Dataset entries
################

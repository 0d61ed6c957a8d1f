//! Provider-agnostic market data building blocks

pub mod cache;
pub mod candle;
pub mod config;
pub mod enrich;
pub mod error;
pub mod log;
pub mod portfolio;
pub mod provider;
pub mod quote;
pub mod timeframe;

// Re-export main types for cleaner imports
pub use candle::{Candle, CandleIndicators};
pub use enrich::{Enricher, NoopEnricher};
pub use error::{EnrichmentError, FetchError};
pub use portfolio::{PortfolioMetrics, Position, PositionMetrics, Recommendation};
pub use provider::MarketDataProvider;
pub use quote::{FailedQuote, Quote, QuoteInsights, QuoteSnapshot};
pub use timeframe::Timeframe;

################

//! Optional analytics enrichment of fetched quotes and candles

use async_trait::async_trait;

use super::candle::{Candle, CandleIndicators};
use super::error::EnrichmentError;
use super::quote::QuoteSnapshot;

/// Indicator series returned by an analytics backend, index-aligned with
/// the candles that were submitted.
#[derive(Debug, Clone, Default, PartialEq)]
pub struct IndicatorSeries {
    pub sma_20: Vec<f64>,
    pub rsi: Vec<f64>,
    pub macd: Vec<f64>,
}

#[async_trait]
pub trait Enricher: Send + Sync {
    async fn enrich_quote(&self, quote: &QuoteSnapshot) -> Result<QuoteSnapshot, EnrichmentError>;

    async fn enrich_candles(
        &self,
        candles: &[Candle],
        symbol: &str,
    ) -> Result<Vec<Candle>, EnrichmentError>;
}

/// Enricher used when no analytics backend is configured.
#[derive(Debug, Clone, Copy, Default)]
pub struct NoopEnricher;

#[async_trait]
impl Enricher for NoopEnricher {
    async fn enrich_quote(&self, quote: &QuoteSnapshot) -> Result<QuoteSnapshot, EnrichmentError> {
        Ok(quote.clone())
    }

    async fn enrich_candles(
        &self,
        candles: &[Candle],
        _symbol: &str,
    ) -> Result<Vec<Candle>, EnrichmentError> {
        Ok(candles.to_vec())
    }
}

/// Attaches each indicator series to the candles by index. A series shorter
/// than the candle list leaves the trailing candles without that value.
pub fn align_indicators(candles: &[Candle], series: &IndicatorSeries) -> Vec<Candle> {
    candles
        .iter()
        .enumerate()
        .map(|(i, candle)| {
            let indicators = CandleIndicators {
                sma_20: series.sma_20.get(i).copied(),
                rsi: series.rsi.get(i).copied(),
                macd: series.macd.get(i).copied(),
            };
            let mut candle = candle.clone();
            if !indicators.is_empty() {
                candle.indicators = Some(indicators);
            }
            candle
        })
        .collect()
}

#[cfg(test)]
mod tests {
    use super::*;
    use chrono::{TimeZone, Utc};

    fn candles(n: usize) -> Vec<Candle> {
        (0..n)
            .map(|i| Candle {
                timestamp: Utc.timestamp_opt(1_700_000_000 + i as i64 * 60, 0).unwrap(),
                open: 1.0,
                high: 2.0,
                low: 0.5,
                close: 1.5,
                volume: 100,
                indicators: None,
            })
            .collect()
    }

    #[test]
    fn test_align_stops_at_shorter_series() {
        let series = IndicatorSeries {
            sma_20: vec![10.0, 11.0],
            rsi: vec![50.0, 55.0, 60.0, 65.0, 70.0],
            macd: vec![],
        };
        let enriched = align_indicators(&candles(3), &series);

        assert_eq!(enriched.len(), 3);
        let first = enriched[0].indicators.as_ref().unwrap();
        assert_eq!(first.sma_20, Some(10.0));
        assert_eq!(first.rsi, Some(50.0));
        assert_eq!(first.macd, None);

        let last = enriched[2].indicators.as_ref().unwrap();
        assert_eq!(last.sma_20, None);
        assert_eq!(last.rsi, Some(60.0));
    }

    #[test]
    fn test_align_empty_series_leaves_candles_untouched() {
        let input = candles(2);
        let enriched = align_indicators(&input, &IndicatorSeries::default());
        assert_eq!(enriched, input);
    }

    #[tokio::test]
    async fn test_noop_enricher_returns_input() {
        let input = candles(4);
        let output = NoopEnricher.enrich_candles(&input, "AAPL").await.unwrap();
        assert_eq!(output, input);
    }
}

################

EXERCISE OBJECTIVE:
Write out every line from the entries where "NoopEnricher" appears.

SOLUTION:
pub use enrich::{Enricher, NoopEnricher};
pub struct NoopEnricher;
impl Enricher for NoopEnricher {
        let output = NoopEnricher.enrich_candles(&input, "AAPL").await.unwrap();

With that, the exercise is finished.